The terms “value-based payment” and “value-based health care” are in vogue.  They’re buzzwords in current health care investor circles.  The terms, originally coined by scholars Michael Porter and Elizabeth Teisberg in their 2006 book Redefining Health Care, refer to alternatives to the conventional fee-for-service reimbursement method of paying for health care services.  Conventional fee-for-service reimbursement incentivizes providers, from primary care doctors to sprawling for-profit hospital systems, to maximize the number of billable services they can justify, needed or not, in order to maximize their billing incomes.  Overall, fee-for-service reimbursement makes healthcare more expensive, even as population health outcomes worsen.  By contrast, value-based healthcare rewards providers for improving patient health. The goal of healthcare, after all, is not to consume lots of services.  It’s to achieve better health…and keep it.

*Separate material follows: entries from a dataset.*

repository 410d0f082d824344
//! `OpenAI` chat completion API wire format types

use serde::{Deserialize, Serialize};

// -- Request types --

/// `OpenAI` chat completion request
#[derive(Debug, Clone, Serialize, Deserialize)]
pub struct OpenAiRequest {
    /// Model identifier
    pub model: String,
    /// Conversation messages
    pub messages: Vec<OpenAiMessage>,
    /// Tool definitions
    #[serde(default, skip_serializing_if = "Option::is_none")]
    pub tools: Option<Vec<OpenAiTool>>,
    /// Structured output format
    #[serde(default, skip_serializing_if = "Option::is_none")]
    pub response_format: Option<OpenAiResponseFormat>,
}

/// `OpenAI` message within a request
#[derive(Debug, Clone, PartialEq, Serialize, Deserialize)]
pub struct OpenAiMessage {
    /// Message role
    pub role: String,
    /// Content (string or array of content parts)
    pub content: OpenAiContent,
}

/// `OpenAI` content can be a string or array of content parts
#[derive(Debug, Clone, PartialEq, Serialize, Deserialize)]
#[serde(untagged)]
pub enum OpenAiContent {
    /// Plain text content
    Text(String),
    /// Array of content parts
    Parts(Vec<OpenAiContentPart>),
}

/// Individual content part in an `OpenAI` message
#[derive(Debug, Clone, PartialEq, Serialize, Deserialize)]
#[serde(tag = "type", rename_all = "snake_case")]
pub enum OpenAiContentPart {
    /// Text content
    Text {
        /// The text string
        text: String,
    },
    /// Image content via URL
    ImageUrl {
        /// Image URL specification
        image_url: OpenAiImageUrl,
    },
}

/// Image URL specification for `OpenAI`
#[derive(Debug, Clone, PartialEq, Serialize, Deserialize)]
pub struct OpenAiImageUrl {
    /// Image URL or base64 data URI
    pub url: String,
}

/// `OpenAI` tool definition
#[derive(Debug, Clone, PartialEq, Serialize, Deserialize)]
pub struct OpenAiTool {
    /// Tool type (always "function")
    #[serde(rename = "type")]
    pub tool_type: String,
    /// Function specification
    pub function: OpenAiFunction,
}

/// `OpenAI` function specification
#[derive(Debug, Clone, PartialEq, Serialize, Deserialize)]
pub struct OpenAiFunction {
    /// Function name
    pub name: String,
    /// Description
    #[serde(default, skip_serializing_if = "Option::is_none")]
    pub description: Option<String>,
    /// JSON Schema for parameters
    #[serde(default, skip_serializing_if = "Option::is_none")]
    pub parameters: Option<serde_json::Value>,
}

/// `OpenAI` structured output format
#[derive(Debug, Clone, PartialEq, Serialize, Deserialize)]
#[serde(tag = "type", rename_all = "snake_case")]
pub enum OpenAiResponseFormat {
    /// Constrain output to a JSON Schema
    JsonSchema {
        /// Schema specification
        json_schema: OpenAiJsonSchema,
    },
}

/// Named schema for structured output
#[derive(Debug, Clone, PartialEq, Serialize, Deserialize)]
pub struct OpenAiJsonSchema {
    /// Schema name (`[a-zA-Z0-9_-]`, at most 64 characters)
    pub name: String,
    /// The JSON Schema
    pub schema: serde_json::Value,
    /// Whether the model must follow the schema exactly
    pub strict: bool,
}

// -- Response types --

/// `OpenAI` chat completion response
#[derive(Debug, Clone, Serialize, Deserialize)]
pub struct OpenAiResponse {
    /// Response identifier
    #[serde(default)]
    pub id: String,
    /// Model used
    #[serde(default)]
    pub model: String,
    /// Generated choices
    pub choices: Vec<OpenAiChoice>,
    /// Token usage
    #[serde(default)]
    pub usage: Option<OpenAiUsage>,
}

/// A single choice in a response
#[derive(Debug, Clone, Serialize, Deserialize)]
pub struct OpenAiChoice {
    /// Choice index
    #[serde(default)]
    pub index: u32,
    /// Generated message
    pub message: OpenAiChoiceMessage,
    /// Why generation stopped
    #[serde(default)]
    pub finish_reason: Option<String>,
}

/// Message within a response choice
#[derive(Debug, Clone, Serialize, Deserialize)]
pub struct OpenAiChoiceMessage {
    /// Role (normally "assistant")
    #[serde(default)]
    pub role: Option<String>,
    /// Text content
    #[serde(default)]
    pub content: Option<String>,
    /// Refusal explanation when the model declines a structured request
    #[serde(default)]
    pub refusal: Option<String>,
}

/// `OpenAI` token usage; some compatible servers omit fields
#[derive(Debug, Clone, Default, Serialize, Deserialize)]
pub struct OpenAiUsage {
    /// Prompt tokens
    #[serde(default)]
    pub prompt_tokens: Option<u32>,
    /// Completion tokens
    #[serde(default)]
    pub completion_tokens: Option<u32>,
    /// Total tokens
    #[serde(default)]
    pub total_tokens: Option<u32>,
}
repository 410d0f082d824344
use std::sync::OnceLock;

use regex::Regex;

/// Matches `{{ env.VAR }}` and `{{ env.VAR | default("value") }}`
fn placeholder() -> &'static Regex {
    static RE: OnceLock<Regex> = OnceLock::new();
    RE.get_or_init(|| {
        Regex::new(r#"\{\{\s*([A-Za-z0-9_.]+)\s*(?:\|\s*default\("([^"]*)"\))?\s*\}\}"#).expect("must be valid regex")
    })
}

/// Substitute environment placeholders in raw config text
///
/// Comment lines are copied verbatim so commented-out examples never
/// require their variables to be set.
pub fn expand_env(input: &str) -> Result<String, String> {
    let mut lines = Vec::new();

    for line in input.lines() {
        if line.trim_start().starts_with('#') {
            lines.push(line.to_owned());
        } else {
            lines.push(expand_line(line)?);
        }
    }

    let mut output = lines.join("\n");
    if input.ends_with('\n') {
        output.push('\n');
    }

    Ok(output)
}

fn expand_line(line: &str) -> Result<String, String> {
    let mut expanded = String::with_capacity(line.len());
    let mut cursor = 0;

    for captures in placeholder().captures_iter(line) {
        let (Some(whole), Some(key)) = (captures.get(0), captures.get(1)) else {
            continue;
        };

        expanded.push_str(&line[cursor..whole.start()]);
        expanded.push_str(&resolve(key.as_str(), captures.get(2).map(|m| m.as_str()))?);
        cursor = whole.end();
    }

    expanded.push_str(&line[cursor..]);
    Ok(expanded)
}

fn resolve(key: &str, default: Option<&str>) -> Result<String, String> {
    let Some(var_name) = key.strip_prefix("env.").filter(|name| !name.contains('.')) else {
        return Err(format!("only variables scoped with 'env.' are supported: `{key}`"));
    };

    match (std::env::var(var_name), default) {
        (Ok(value), _) => Ok(value),
        (Err(_), Some(fallback)) => Ok(fallback.to_owned()),
        (Err(_), None) => Err(format!("environment variable not found: `{var_name}`")),
    }
}

#[cfg(test)]
mod tests {
    use super::*;

    #[test]
    fn text_without_placeholders_is_unchanged() {
        let input = "model = \"gpt-4o-mini\"\n";
        assert_eq!(expand_env(input).unwrap(), input);
    }

    #[test]
    fn substitutes_set_variable() {
        temp_env::with_var("TETHER_TEST_KEY", Some("sk-test"), || {
            let result = expand_env("api_key = \"{{ env.TETHER_TEST_KEY }}\"").unwrap();
            assert_eq!(result, "api_key = \"sk-test\"");
        });
    }

    #[test]
    fn substitutes_several_variables_on_one_line() {
        let vars = [("TETHER_A", Some("a")), ("TETHER_B", Some("b"))];
        temp_env::with_vars(vars, || {
            let result = expand_env("x = \"{{env.TETHER_A}}-{{ env.TETHER_B }}\"").unwrap();
            assert_eq!(result, "x = \"a-b\"");
        });
    }

    #[test]
    fn unset_variable_is_an_error() {
        temp_env::with_var_unset("TETHER_MISSING", || {
            let err = expand_env("api_key = \"{{ env.TETHER_MISSING }}\"").unwrap_err();
            assert!(err.contains("TETHER_MISSING"));
        });
    }

    #[test]
    fn unset_variable_uses_default() {
        temp_env::with_var_unset("TETHER_MISSING", || {
            let result = expand_env("model = \"{{ env.TETHER_MISSING | default(\"gpt-4o\") }}\"").unwrap();
            assert_eq!(result, "model = \"gpt-4o\"");
        });
    }

    #[test]
    fn set_variable_wins_over_default() {
        temp_env::with_var("TETHER_MODEL", Some("o3"), || {
            let result = expand_env("model = \"{{ env.TETHER_MODEL | default(\"gpt-4o\") }}\"").unwrap();
            assert_eq!(result, "model = \"o3\"");
        });
    }

    #[test]
    fn non_env_scope_is_rejected() {
        let err = expand_env("x = \"{{ vault.KEY }}\"").unwrap_err();
        assert!(err.contains("only variables scoped with 'env.'"));
    }

    #[test]
    fn comment_lines_are_not_expanded() {
        temp_env::with_var_unset("TETHER_MISSING", || {
            let input = "  # api_key = \"{{ env.TETHER_MISSING }}\"";
            assert_eq!(expand_env(input).unwrap(), input);
        });
    }
}
// The sample map: instrument display name -> 808 one-shot, fixed at
// startup. Its insertion order is load-bearing: it defines the row order
// of the one-hot grid and must line up with the DrumMap channel order.

use std::path::Path;

use log::{debug, warn};

use crate::audio::AudioHandle;
use crate::audio_api::AudioCommand;
use crate::loader::sample_loader;

pub const SAMPLE_MAP: [(&str, &str); 9] = [
    ("Kick Drum", "808/kick.wav"),
    ("Snare Drum", "808/snare.wav"),
    ("Hi-Hat Closed", "808/hh.wav"),
    ("Hi-Hat Open", "808/oh.wav"),
    ("High Tom", "808/ht.wav"),
    ("High-Mid Tom", "808/mt.wav"),
    ("Low Tom", "808/lt.wav"),
    ("Crash Cymbal", "808/cym.wav"),
    ("Ride Cymbal", "808/rim.wav"),
];

/// Row order for the one-hot grid.
pub fn instrument_names() -> Vec<&'static str> {
    SAMPLE_MAP.iter().map(|&(name, _)| name).collect()
}

/// Load every mapped sample under `sample_dir` and register it with the
/// engine. A missing file costs that one instrument its player (its notes
/// will be skipped at fire time), not the rest of the kit.
pub fn register_players(audio: &AudioHandle, sample_dir: &Path, sample_rate: u32) {
    for (name, rel_path) in SAMPLE_MAP {
        let path = sample_dir.join(rel_path);
        match sample_loader::load(&path, sample_rate) {
            Ok((id, buffer)) => {
                debug!("registered player {name} from {}", path.display());
                audio.send(AudioCommand::RegisterPlayer {
                    name: name.to_string(),
                    id,
                    buffer,
                });
            }
            Err(e) => warn!("could not load sample for {name}: {e:#}"),
        }
    }
}

#[cfg(test)]
mod tests {
    use super::*;
    use crate::notes::DrumMap;

    #[test]
    fn sample_map_order_matches_drum_channels() {
        let kit = DrumMap::standard();
        for (channel, (name, _)) in SAMPLE_MAP.iter().enumerate() {
            assert_eq!(kit.resolve(channel), Some(*name));
        }
    }
}
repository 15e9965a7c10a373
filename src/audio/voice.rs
use super::frame::StereoFrame;
use super::sample_buffer::SampleBuffer;
use super::sample_id::SampleId;

/// One playing drum hit: a cursor into a registered sample buffer.
#[derive(Clone, Copy, Debug)]
pub struct Voice {
    pub sample_id: SampleId,
    pub pos: usize,
    pub gain: f32,
    pub active: bool,
}

impl Voice {
    pub fn new(sample_id: SampleId, gain: f32) -> Self {
        Self {
            sample_id,
            pos: 0,
            gain,
            active: true,
        }
    }

    /// Accumulate one frame of this voice into `out`, advancing the cursor.
    #[inline]
    pub fn render_frame(&mut self, buffer: &SampleBuffer, out: &mut StereoFrame) {
        if !self.active {
            return;
        }
        match buffer.data.get(self.pos) {
            Some(s) => {
                out.left += s.left * self.gain;
                out.right += s.right * self.gain;
                self.pos += 1;
            }
            None => self.active = false,
        }
    }
}

#[cfg(test)]
mod tests {
    use super::*;

    #[test]
    fn voice_goes_inactive_past_buffer_end() {
        let buffer = SampleBuffer {
            data: vec![StereoFrame { left: 0.5, right: 0.5 }; 2],
        };
        let mut voice = Voice::new(SampleId(0), 1.0);
        let mut out = StereoFrame::zero();
        for _ in 0..3 {
            voice.render_frame(&buffer, &mut out);
        }
        assert!(!voice.active);
        assert!((out.left - 1.0).abs() < 1e-6);
    }
}
use std::time::Duration;

use crossterm::event::{self, Event, KeyCode, KeyEventKind};

use crate::shared::InputEvent;

// poll for input, resolving keys to the three things the demo can do:
// resample, play/pause, quit
pub fn poll_input(timeout: Duration) -> anyhow::Result<Vec<InputEvent>> {
    if !event::poll(timeout)? {
        return Ok(vec![]);
    }

    if let Event::Key(key) = event::read()? {
        if key.kind != KeyEventKind::Press {
            return Ok(vec![]);
        }
        return Ok(handle_key(key.code));
    }
    Ok(vec![])
}

fn handle_key(code: KeyCode) -> Vec<InputEvent> {
    match code {
        KeyCode::Esc | KeyCode::Char('q') => vec![InputEvent::Quit],
        KeyCode::Char(' ') => vec![InputEvent::PlayPause],
        KeyCode::Enter | KeyCode::Char('g') => vec![InputEvent::Syncopate],
        _ => vec![],
    }
}
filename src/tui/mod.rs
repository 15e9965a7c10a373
pub mod input;
pub mod view;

In well-designed, value-based care, financial value is shared among the direct participants.  In her work, Teisberg emphasizes the critical importance of alignment between interests of patients, providers, and payers. But she doesn’t address alignment of private investor interests, and that’s a serious omission. Alignment of investor interests can increase aggregate value for all participants.  But misalignment of private investor interests with those of direct participants in health care is likely to drive not just faster cost growth, but also alarming consequences for patient safety and care quality as investors endeavor to pump up target company profit margins and gorge the value of stock shares they own.  This isn’t just a hypothetical, unfortunately.  Such consequences are being reported in real time as ownership of value-based primary care companies becomes increasingly concentrated in the portfolios of a few investors.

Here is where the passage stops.